第二部：物質の状態と変化　気体の量と体積

　理想気体（ ideal gas ）
　完全気体（ perfect gas ）ともいい，現実には存在しない理想的な気体である。
　すなわち，ボイル＝シャルルの法則を状態方程式とし，内部エネルギーは体積によらず温度だけの関数となり，断熱変化に対してポアソンの法則（ Poisson's law ）に従う。
　このためには，気体を構成する粒子（分子や原子など）の体積と，粒子間の相互作用をともに無視できる系として扱われる。

　理想気体の状態方程式
　温度 T （ K ），体積 V （ m³ ）、物質量 n （ mol ），圧力 P （ Pa ）のとき，
　　　　　　PV ＝ nRT
で表される。
　気体定数 R（約 8.314 J K^-1 mol^-1 ）は，気体の種類によらない普遍定数である。
　なお，物質量を mol ではなく，粒子数で量った場合の比例定数 k （ボルツマン定数：約 1.281 × 10^-23 JK^-1 ）を用いる。

　理想気体の内部エネルギー
　温度 T （ K ），物質量 n （ mol ）の平衡状態での内部エネルギー U は，
　　　　　　U ＝ ncRT
で表される。
　比例係数 c は自由度の 1/2に相当する定数である。
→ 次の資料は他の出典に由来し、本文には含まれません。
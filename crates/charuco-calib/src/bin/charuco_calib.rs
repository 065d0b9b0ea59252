//! charuco-calib CLI: calibrate a camera from ChArUco images, undistort
//! images with saved parameters, preview marker detection and print boards.

use charuco_calib::aruco::{MarkerDetector, MarkerDetectorParams};
use charuco_calib::charuco::BoardConfig;
use charuco_calib::core::{init_with_level, level_from_verbosity};
use charuco_calib::detection::{write_detection_images, DETECTION_DIR};
use charuco_calib::io::{
    load_result, save_result, summary, undistort_images, ResultFormat, UNDISTORT_DIR,
};
use charuco_calib::pipeline::{list_images, CalibrationPipeline, PipelineConfig};
use charuco_calib::print::{render_board_page, write_png};
use charuco_calib::undistort::UndistortParams;
use clap::{Args, Parser, Subcommand};
use std::path::{Path, PathBuf};

type CliError = Box<dyn std::error::Error>;
type CliResult<T> = Result<T, CliError>;

#[derive(Parser)]
#[command(name = "charuco-calib")]
#[command(about = "Camera calibration with ChArUco boards")]
#[command(version)]
struct Cli {
    /// Increase log verbosity (-v debug, -vv trace).
    #[arg(short, long, action = clap::ArgAction::Count, global = true)]
    verbose: u8,

    /// Log through `tracing` instead of the plain logger (JSON lines with --json-log).
    #[cfg(feature = "tracing")]
    #[arg(long, global = true)]
    json_log: bool,

    #[command(subcommand)]
    command: Commands,
}

#[derive(Subcommand)]
enum Commands {
    /// Calibrate from a directory of board images.
    Calibrate(CalibrateArgs),

    /// Undistort images with saved camera parameters.
    Undistort(UndistortArgs),

    /// Draw detected markers onto copies of board images.
    Detect(DetectArgs),

    /// Render a printable board image.
    PrintBoard(PrintBoardArgs),
}

#[derive(Debug, Clone, Args)]
struct CalibrateArgs {
    /// Board configuration table (CSV key/value or JSON).
    #[arg(long)]
    board: PathBuf,

    /// Directory containing the calibration images.
    #[arg(long)]
    image_dir: PathBuf,

    /// Extension of the calibration images.
    #[arg(long, default_value = "png")]
    image_format: String,

    /// Result file format.
    #[arg(long, value_enum, default_value_t = ResultFormat::Binary)]
    result_format: ResultFormat,

    /// Directory for the result file.
    #[arg(long, default_value = "../result")]
    result_dir: PathBuf,

    /// Keep one in N marker-bearing images (1 keeps all) [default: 2, or the --config value].
    #[arg(long)]
    decimation: Option<usize>,

    /// Optional JSON pipeline configuration; --decimation overrides its interval.
    #[arg(long)]
    config: Option<PathBuf>,

    /// Print the full calibration report.
    #[arg(long)]
    show_result: bool,

    /// Undistort the calibration images afterwards.
    #[arg(long)]
    undistortion_on: bool,

    /// Free scaling of the undistorted images (0 = valid pixels only, 1 = all pixels).
    #[arg(long, default_value_t = 1.0)]
    alpha: f64,
}

#[derive(Debug, Clone, Args)]
struct UndistortArgs {
    /// Saved camera parameters (`.json` or `.bin`).
    #[arg(long)]
    params: PathBuf,

    /// Directory containing the images to undistort.
    #[arg(long)]
    image_dir: PathBuf,

    #[arg(long, default_value = "png")]
    image_format: String,

    /// Output directory (defaults to `<image-dir>/undistort_result`).
    #[arg(long)]
    out_dir: Option<PathBuf>,

    #[arg(long, default_value_t = 1.0)]
    alpha: f64,
}

#[derive(Debug, Clone, Args)]
struct DetectArgs {
    /// Board configuration table (selects the dictionary).
    #[arg(long)]
    board: PathBuf,

    /// Directory containing the images.
    #[arg(long)]
    image_dir: PathBuf,

    #[arg(long, default_value = "png")]
    image_format: String,

    /// Output directory (defaults to `<image-dir>/detection_result`).
    #[arg(long)]
    out_dir: Option<PathBuf>,
}

#[derive(Debug, Clone, Args)]
struct PrintBoardArgs {
    /// Board configuration table.
    #[arg(long)]
    board: PathBuf,

    /// Output PNG path.
    #[arg(long)]
    out: PathBuf,

    #[arg(long, default_value_t = 10.0)]
    pixels_per_mm: f64,
}

fn main() {
    let cli = Cli::parse();
    init_logging(&cli);
    if let Err(err) = run(cli.command) {
        log::error!("{err}");
        eprintln!("error: {err}");
        std::process::exit(1);
    }
}

#[cfg(feature = "tracing")]
fn init_logging(cli: &Cli) {
    if cli.json_log {
        charuco_calib::core::init_tracing(true);
        return;
    }
    let _ = init_with_level(level_from_verbosity(cli.verbose));
}

#[cfg(not(feature = "tracing"))]
fn init_logging(cli: &Cli) {
    let _ = init_with_level(level_from_verbosity(cli.verbose));
}

fn run(command: Commands) -> CliResult<()> {
    match command {
        Commands::Calibrate(args) => run_calibrate(args),
        Commands::Undistort(args) => run_undistort(args),
        Commands::Detect(args) => run_detect(args),
        Commands::PrintBoard(args) => run_print_board(args),
    }
}

fn images_in(dir: &Path, ext: &str) -> CliResult<Vec<PathBuf>> {
    let images = list_images(dir, ext).map_err(|e| format!("{}: {e}", dir.display()))?;
    if images.is_empty() {
        return Err(format!("no *.{ext} images in {}", dir.display()).into());
    }
    log::info!("found {} images in {}", images.len(), dir.display());
    Ok(images)
}

fn load_pipeline_config(path: Option<&Path>) -> CliResult<PipelineConfig> {
    let Some(path) = path else {
        return Ok(PipelineConfig::default());
    };
    let raw = std::fs::read_to_string(path).map_err(|e| format!("{}: {e}", path.display()))?;
    Ok(serde_json::from_str(&raw)?)
}

fn run_calibrate(args: CalibrateArgs) -> CliResult<()> {
    let board = BoardConfig::load(&args.board)?.build_board()?;
    let mut config = load_pipeline_config(args.config.as_deref())?;
    if let Some(interval) = args.decimation {
        config.decimation.interval = interval.max(1);
    }

    let images = images_in(&args.image_dir, &args.image_format)?;
    let pipeline = CalibrationPipeline::new(board, config)?;
    let run = pipeline.run(&images)?;

    println!("Used {} images for this calibration.", run.report.used);
    if args.show_result {
        print!("{}", summary(&run.model));
    }
    let path = save_result(&run.model, &args.result_dir, args.result_format)?;
    println!("Saved {}", path.display());

    if args.undistortion_on {
        let params = UndistortParams {
            alpha: args.alpha,
            ..UndistortParams::default()
        };
        let out_dir = args.image_dir.join(UNDISTORT_DIR);
        let written = undistort_images(&run.model, &images, &out_dir, params)?;
        println!("Undistorted {} images into {}", written.len(), out_dir.display());
    }
    Ok(())
}

fn run_undistort(args: UndistortArgs) -> CliResult<()> {
    let model = load_result(&args.params)?;
    let images = images_in(&args.image_dir, &args.image_format)?;
    let out_dir = args
        .out_dir
        .unwrap_or_else(|| args.image_dir.join(UNDISTORT_DIR));
    let params = UndistortParams {
        alpha: args.alpha,
        ..UndistortParams::default()
    };
    let written = undistort_images(&model, &images, &out_dir, params)?;
    println!("Undistorted {} images into {}", written.len(), out_dir.display());
    Ok(())
}

fn run_detect(args: DetectArgs) -> CliResult<()> {
    let board = BoardConfig::load(&args.board)?.build_board()?;
    let detector = MarkerDetector::new(board.dictionary().clone(), MarkerDetectorParams::default())?;
    let images = images_in(&args.image_dir, &args.image_format)?;
    let out_dir = args
        .out_dir
        .unwrap_or_else(|| args.image_dir.join(DETECTION_DIR));
    let outcomes = write_detection_images(&detector, &images, &out_dir)?;
    for o in &outcomes {
        println!("{}: {} markers", o.source.display(), o.ids.len());
    }
    let written = outcomes.iter().filter(|o| o.written.is_some()).count();
    println!("Annotated {written} images into {}", out_dir.display());
    Ok(())
}

fn run_print_board(args: PrintBoardArgs) -> CliResult<()> {
    let config = BoardConfig::load(&args.board)?;
    let board = config.build_board()?;
    let raster = render_board_page(&board, &config, args.pixels_per_mm)?;
    write_png(&raster.image, &args.out, Some(args.pixels_per_mm))?;
    println!(
        "Wrote {} ({}x{} px)",
        args.out.display(),
        raster.image.width,
        raster.image.height
    );
    Ok(())
}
すなわち，単原子分子は c ＝ 3 / 2 ，二原子分子では c ＝ 5 / 2 となる。

　【参考】
　ポアソンの法則（ Poisson's law ）
　理想気体を断熱準静的（熱の出入りが無く，熱平衡、力学的平衡、化学的平衡が保たれていること）に変化させた時，圧力 P ，体積 V ，及び比熱比γの関係
　　　　　　PV^γ＝ 一定
　なお，断熱過程（ adiabatic process ）とは，外部との熱接触のない過程。準静的過程（ quasistatic process ）とは，熱平衡，力学的平衡，化学的平衡が保たれている状態変化。比熱比（ heat capacity ratio ）とは，定圧熱容量（圧力一定の条件下で単位量あたりの物質を単位温度変化させるのに必要な熱量）と定積熱容量（体積一定の条件下で単位量あたりの物質を単位温度変化させるのに必要な熱量）の比。
　ポアソン（ Siméon Denis Poisson ）
　フランスの数学者，物理学者であるシメオン・ドニ・ポアソン（ 1781 ～ 1840年）は，ポアソン比，ポアソンの法則，ポアソン分布，ポアソン方程式などで知られる。
　ボルツマン定数（ Boltzmann constant ）
　分子 1 個あたりの気体定数で，気体定数をアボガドロ定数で割った定数。記号は k や kB を用いる。値は 1.380648×10-23J/K となる。
　なお，科学技術データ委員会（ CODATA ）の推奨（ 2010年）する気体定数は，R = 8.3144621(75) J・K-1・mol-1 である。なお（　）内の数値は最後の 2 桁に対する不確実さを示している。
　科学技術データ委員会（ CODATA ）に 設置された基礎物理定数作業部会が推奨（2010年）するアボガドロ定数（Avogadro constant） NA ＝ 6.02214129 ( 27 ) × 1023 mol−1 である。なお（　）内の数値は最後の 2 桁に対する不確実さを示している。
　ボルツマン（ Ludwig Eduard Boltzmann ）
　ルートヴィッヒ・エードゥアルト・ボルツマン（1844年～1906年）は，オーストリア・ウィーン出身の物理学者，哲学者。統計力学，電磁気学，熱力学，ボルツマンの関係式，ボルツマン定数などで知られる。
　内部エネルギー（ internal energy ）
　系の総エネルギーから，系が全体としてもつ運動エネルギー，外力による位置エネルギーを引去った残りのエネルギーをいう。すなわち，物体内部の状態だけで決まるエネルギーをいう。

　実在気体（ real gas ）
　実用の気体を示し，理想気体に適用する状態方程式を適用して計算した場合に，期待した結果にならない場合がある。
　この原因は，理想気体で無視していた分子の体積（大きさ）と分子間相互作用の影響で，理想気体からずれを生じるためである。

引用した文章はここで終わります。